Your answer must consist solely of the lines from the start of the entries below through the line with "let name = scalar_to_string(name)", unchanged.

*** Opening Working data ***

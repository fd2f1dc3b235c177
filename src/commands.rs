use crate::cli::{Cli, Command};

pub mod generate;

pub fn dispatch(cli: Cli) -> Result<(), String> {
    match cli.command {
        Command::Generate(args) => generate::run(args, &cli.config, &cli.pipeline_config),
    }
}
//! インポート対象パッケージの列挙
//!
//! パッケージ一覧は設定ファイルにインラインで書くか、
//! 2列（パッケージ名, バージョン）のCSVファイルを参照する。

use crate::config::{scalar_to_string, Configuration};
use crate::error::{ImporterError, Result};
use serde_yaml::Value;
use std::cell::RefCell;
use std::collections::{BTreeMap, HashMap};
use std::path::Path;

/// パッケージ名 → バージョン一覧（バージョンは記述順）
pub type PackagesMap = BTreeMap<String, Vec<String>>;

/// パッケージ一覧の取得元
pub trait PackagesProvider {
    /// インポート名に対応するパッケージ一覧を取得
    fn packages_map(&self, import_name: &str) -> Result<PackagesMap>;
}

/// 設定ファイル上の `packages` の値
#[derive(Debug, Clone, Default, PartialEq, Eq)]
pub enum PackagesSpec {
    /// 未指定（または文字列以外のスカラー）
    #[default]
    Empty,
    /// インライン指定
    Inline(PackagesMap),
    /// ファイルパス指定（`.csv` で終わる必要がある）
    Path(String),
}

impl PackagesSpec {
    /// YAMLの値から変換
    ///
    /// バージョンはスカラー1つでもリストでもよい。
    pub fn from_value(import_name: &str, value: Option<Value>) -> Result<Self> {
        match value {
            None | Some(Value::Null) => Ok(Self::Empty),
            Some(Value::String(path)) => Ok(Self::Path(path)),
            Some(Value::Mapping(mapping)) => {
                let mut packages = PackagesMap::new();
                for (name, versions) in &mapping {
                    let name = scalar_to_string(name)
                        .ok_or_else(|| invalid_packages(import_name, "package names must be strings"))?;
                    let versions = versions_of(import_name, &name, versions)?;
                    packages.insert(name, versions);
                }
                Ok(Self::Inline(packages))
            }
            Some(Value::Sequence(_)) => Err(invalid_packages(
                import_name,
                "packages must be a mapping or a csv file path",
            )),
            Some(_) => Ok(Self::Empty),
        }
    }
}

fn versions_of(import_name: &str, package: &str, value: &Value) -> Result<Vec<String>> {
    let invalid = || invalid_packages(import_name, &format!("versions of {package:?} must be strings"));

    match value {
        Value::Null => Ok(Vec::new()),
        Value::Sequence(items) => items
            .iter()
            .map(|item| scalar_to_string(item).ok_or_else(invalid))
            .collect(),
        scalar => scalar_to_string(scalar).map(|v| vec![v]).ok_or_else(invalid),
    }
}

fn invalid_packages(import_name: &str, reason: &str) -> ImporterError {
    ImporterError::InvalidConfig {
        import: import_name.to_string(),
        reason: reason.to_string(),
    }
}

/// 設定ファイルを元にしたパッケージ一覧の取得元
///
/// 初回取得結果はインポート名ごとにキャッシュされ、
/// 2回目以降はCSVファイルを読み直さない。
#[derive(Debug, Default)]
pub struct PackageSource {
    specs: BTreeMap<String, PackagesSpec>,
    cache: RefCell<HashMap<String, PackagesMap>>,
}

impl PackageSource {
    pub fn new(specs: BTreeMap<String, PackagesSpec>) -> Self {
        Self {
            specs,
            cache: RefCell::new(HashMap::new()),
        }
    }

    pub fn from_config(config: &Configuration) -> Self {
        let specs = config
            .imports
            .iter()
            .map(|(name, import)| (name.clone(), import.packages.clone()))
            .collect();
        Self::new(specs)
    }

    fn read(&self, import_name: &str) -> Result<PackagesMap> {
        match self.specs.get(import_name) {
            None | Some(PackagesSpec::Empty) => Ok(PackagesMap::new()),
            Some(PackagesSpec::Inline(packages)) => Ok(packages.clone()),
            Some(PackagesSpec::Path(path)) if path.ends_with(".csv") => {
                read_csv(Path::new(path))
            }
            Some(PackagesSpec::Path(path)) => Err(ImporterError::PackagesNotCsv {
                import: import_name.to_string(),
                value: path.clone(),
            }),
        }
    }
}

impl PackagesProvider for PackageSource {
    fn packages_map(&self, import_name: &str) -> Result<PackagesMap> {
        if let Some(cached) = self.cache.borrow().get(import_name) {
            return Ok(cached.clone());
        }

        let packages = self.read(import_name)?;
        self.cache
            .borrow_mut()
            .insert(import_name.to_string(), packages.clone());

        Ok(packages)
    }
}

/// 2列のCSVを読み込む（ヘッダー行なし）
pub fn read_csv(path: &Path) -> Result<PackagesMap> {
    let mut reader = csv::ReaderBuilder::new()
        .has_headers(false)
        .flexible(false)
        .from_path(path)?;

    let mut packages = PackagesMap::new();
    for record in reader.records() {
        let record = record?;
        if record.len() != 2 {
            return Err(ImporterError::InvalidCsv {
                path: path.display().to_string(),
                reason: format!(
                    "csv records must have 2 fields (package, version), got {}",
                    record.len()
                ),
            });
        }

        packages
            .entry(record[0].to_string())
            .or_default()
            .push(record[1].to_string());
    }

    Ok(packages)
}

#[cfg(test)]
#[path = "packages_test.rs"]
mod tests;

*** Closing Working data ***

--- Reply ---
repository fd2f1dc3b235c177
filename src/commands.rs
use crate::cli::{Cli, Command};

pub mod generate;

pub fn dispatch(cli: Cli) -> Result<(), String> {
    match cli.command {
        Command::Generate(args) => generate::run(args, &cli.config, &cli.pipeline_config),
    }
}
//! インポート対象パッケージの列挙
//!
//! パッケージ一覧は設定ファイルにインラインで書くか、
//! 2列（パッケージ名, バージョン）のCSVファイルを参照する。

use crate::config::{scalar_to_string, Configuration};
use crate::error::{ImporterError, Result};
use serde_yaml::Value;
use std::cell::RefCell;
use std::collections::{BTreeMap, HashMap};
use std::path::Path;

/// パッケージ名 → バージョン一覧（バージョンは記述順）
pub type PackagesMap = BTreeMap<String, Vec<String>>;

/// パッケージ一覧の取得元
pub trait PackagesProvider {
    /// インポート名に対応するパッケージ一覧を取得
    fn packages_map(&self, import_name: &str) -> Result<PackagesMap>;
}

/// 設定ファイル上の `packages` の値
#[derive(Debug, Clone, Default, PartialEq, Eq)]
pub enum PackagesSpec {
    /// 未指定（または文字列以外のスカラー）
    #[default]
    Empty,
    /// インライン指定
    Inline(PackagesMap),
    /// ファイルパス指定（`.csv` で終わる必要がある）
    Path(String),
}

impl PackagesSpec {
    /// YAMLの値から変換
    ///
    /// バージョンはスカラー1つでもリストでもよい。
    pub fn from_value(import_name: &str, value: Option<Value>) -> Result<Self> {
        match value {
            None | Some(Value::Null) => Ok(Self::Empty),
            Some(Value::String(path)) => Ok(Self::Path(path)),
            Some(Value::Mapping(mapping)) => {
                let mut packages = PackagesMap::new();
                for (name, versions) in &mapping {
                    let name = scalar_to_string(name)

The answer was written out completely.